Des questions d’abord, plein de questions, trop de questions… Et des impressions en pagaille, un déferlement, face à un film dont on peut être sûr, au moins, de deux choses : soit Darren Aronofsky est complètement cinglé, soit c’est un petit malin qui sait déjouer nos attentes et jouer avec nos nerfs. À travers l’histoire de ce couple (elle femme au foyer occupée à retaper leur maison, et lui auteur n’arrivant plus à écrire, isolés dans une immense et étrange bâtisse) qui, peu à peu, va basculer dans une horreur sans nom, Aronofsky cherche à ne surtout pas nous ménager, et toujours à nous déstabiliser. Est-ce une parabole sur la création ? Une parabole sur l’artiste, sur le monde, sur la maternité, sur l’amour ? Serait-ce tout cela à la fois ?
S’il restait, dans Black swan, un soupçon de subtilité, ici c’est terminé. Tout a valdingué, tout est chamboulé. Aronofsky y va à fond, avec de gros sabots aux pieds et de la grosse symbolique étalée partout sur les murs. Certains (beaucoup) trouveront le film grotesque et vain, d’autres génialement grandiloquent. D’abord splendide thriller domestique à tendance parano, le film, dans sa deuxième partie, semble prendre plaisir à détruire, tels ces gens s’acharnant à détruire la maison, tout ce qu’il a été possible d’ingurgiter et de comprendre dans la première, jusqu’à un final en forme de cauchemar apocalyptique proche de la sidération (Aronofsky, coutumier du fait, terminait de la même façon Black swan et Requiem for a dream : par une claque dans la gueule).
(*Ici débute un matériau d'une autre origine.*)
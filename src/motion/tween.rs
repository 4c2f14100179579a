// SPDX-License-Identifier: MPL-2.0
//! Frame-driven tween engine.
//!
//! Driven by `iced::window::frames()` while [`Animator::is_animating`] is
//! true. A tween's clock starts on the first tick after it was requested,
//! so requests made inside `update` never lose their first frame.

use super::{Animation, Animator, Easing, Property, Target};
use std::collections::HashMap;
use std::time::{Duration, Instant};

type Key = (Target, Property);

#[derive(Debug, Clone, Copy)]
struct Tween {
    from: f32,
    to: f32,
    delay: Duration,
    duration: Duration,
    easing: Easing,
    started: Option<Instant>,
}

impl Tween {
    /// Samples the tween at `now`, returning the value and whether it ended.
    fn sample(&mut self, now: Instant) -> (f32, bool) {
        let started = *self.started.get_or_insert(now);
        let elapsed = now.saturating_duration_since(started);
        let Some(elapsed) = elapsed.checked_sub(self.delay) else {
            return (self.from, false);
        };
        if elapsed >= self.duration {
            return (self.to, true);
        }
        let t = elapsed.as_secs_f32() / self.duration.as_secs_f32();
        let eased = self.easing.apply(t);
        (self.from + (self.to - self.from) * eased, false)
    }
}

/// Default [`Animator`] used by the running application.
#[derive(Debug, Default)]
pub struct Tweener {
    running: HashMap<Key, Tween>,
    values: HashMap<Key, f32>,
}

impl Tweener {
    #[must_use]
    pub fn new() -> Self {
        Self::default()
    }
}

impl Animator for Tweener {
    fn animate(&mut self, animation: Animation) {
        let key = (animation.target, animation.property);
        let from = animation
            .from
            .or_else(|| self.values.get(&key).copied())
            .unwrap_or(animation.to);

        let instant = animation.duration.is_zero() && animation.delay.is_zero();
        if instant || (from - animation.to).abs() <= f32::EPSILON {
            self.running.remove(&key);
            self.values.insert(key, animation.to);
            return;
        }

        self.values.insert(key, from);
        self.running.insert(
            key,
            Tween {
                from,
                to: animation.to,
                delay: animation.delay,
                duration: animation.duration,
                easing: animation.easing,
                started: None,
            },
        );
    }

    fn value(&self, target: Target, property: Property) -> Option<f32> {
        self.values.get(&(target, property)).copied()
    }

    fn tick(&mut self, now: Instant) {
        let values = &mut self.values;
        self.running.retain(|key, tween| {
            let (value, finished) = tween.sample(now);
            values.insert(*key, value);
            !finished
        });
    }

    fn is_animating(&self) -> bool {
        !self.running.is_empty()
    }
}
// SPDX-License-Identifier: MPL-2.0
//! The video player widget.
//!
//! # Architecture
//!
//! The player is split into nested sub-components, each with its own
//! `State`, `Message` and `Effect` and a `handle()` method:
//!
//! - [`clock`]: position and duration mirrored from media notifications
//! - [`progress`]: seek gesture on the track (drag session, hover preview)
//! - [`volume`]: level, mute with one-level undo, collapsible slider
//! - [`controls`]: play/pause morph, time readout, fullscreen button
//! - [`overlay`]: idle auto-hide of the controls, centre play button
//!
//! [`shell::PlayerShell`] owns all of them together with the media element
//! and the animator. It turns sub-component effects into element commands
//! and motion requests, and surfaces the few effects that need the runtime
//! (idle timers, window mode) to the application.
//!
//! ```text
//!  MediaElement ──notifications──▶ PlayerShell ──▶ clock / progress / volume / overlay
//!       ▲                              │
//!       └──── play, pause, seek ◀──────┤──▶ Animator (fire-and-forget motion)
//!                                      └──▶ Effect (timer, fullscreen) ──▶ App
//! ```

pub mod clock;
pub mod controls;
pub mod overlay;
pub mod progress;
pub mod shell;
pub mod volume;

pub use shell::PlayerShell;

use crate::i18n::fluent::I18n;
use crate::motion::Animator;

/// What every sub-component view needs besides its own state.
#[derive(Clone, Copy)]
pub struct ViewContext<'a> {
    pub i18n: &'a I18n,
    /// Source of animated property values.
    pub animator: &'a dyn Animator,
    /// Opacity of the controls overlay the view sits in.
    pub opacity: f32,
}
Connaissant l’animal, le sous-texte religieux est évidemment plus que sursignifiant : la maison est comme un Éden, les deux frères comme Abel et Caïn, elle comme Marie, lui comme Dieu… Mais Aronofsky semble ne pas se satisfaire d’une seule strate, se contenter d’une seule lecture. Alors il en rajoute, il en fait des tonnes. À un tel niveau de grand n’importe quoi, on sent bien qu’Aronofsky, au-delà de la maîtrise totale de sa mise en scène, a clairement décidé d’abandonner toute demi-mesure dans ses intentions. De fait, il n’est jamais meilleur que quand il évoque le divin et l’indicible en ne se prenant pas au sérieux (c’est ce qui plombait The fountain et Noé), en démultipliant les outrances, les signes et les enjeux (Terrence Malick devrait se laisser tenter). Entre la bondieuserie frénétique et le trop-plein jouissif (comme la continuation d’un Ken Russell ou d’un Andrzej Zulawski), Mother! relègue toute excessivité à du détail, à un argument qu’il ne sert à rien de contester. Oui, tout est excessif dans Mother!, et alors ?
Alors ça parle de quoi, concrètement, ce truc ? Ça parle du processus de création (la maison comme un espace mental à investir, à ouvrir sur le monde pour imaginer et créer), du déploiement de l’inspiration (incarnée par Jennifer Lawrence en muse tourmentée, et ne se fait-elle pas appeler ainsi à un moment, inspiration ?) retenue dans cette maison dont elle ne sortira pas et que l’écrivain (Javier Bardem) malmène afin d’en extraire la sève et ses mots, ces mots qu’il donnera ensuite en pâture à son public pour, in fine, repartir sur un nouveau cycle (amorcé du cœur, littéralement, de celle-ci). Ça parle aussi du monde, de notre monde, soumis à la fureur de l’Homme. De Mère Nature, de Gaïa meurtries sans relâche (la maison, cette fois-ci, comme un paradis éclos, comme une source organique dévastée au fur et à mesure), impuissantes face au pillage, au surnombre, à la violence, à la volonté d’un Créateur miséricordieux, et condamnées à se sacrifier, à recommencer et à perpétuer.
Tout ce salmigondis de métaphores, de références et de genres (on pense à Rosemary’s baby, à Possession, à Shining, à Amityville, à Antichrist…) reste pourtant extrêmement cohérent (pour peu que l’on goûte au délire) dans sa logique biblico-écolo-jusqu’au-boutiste (rien que ça), et parachevé dans sa forme avec une flamboyance indiscutable (on est happé jusqu’à la dernière seconde). Allégorie d’aujourd’hui, prédication simpliste et/ou boursouflure assumée, Mother! s’autorise tout et ne fait rien pour arranger les choses, bien au contraire. Le film martèle et hurle ce qu’il a à nous dire, pour se rétracter enfin en une ode convulsée à la Terre, mère de tous, et à l’inspiration, mère de tous (les récits).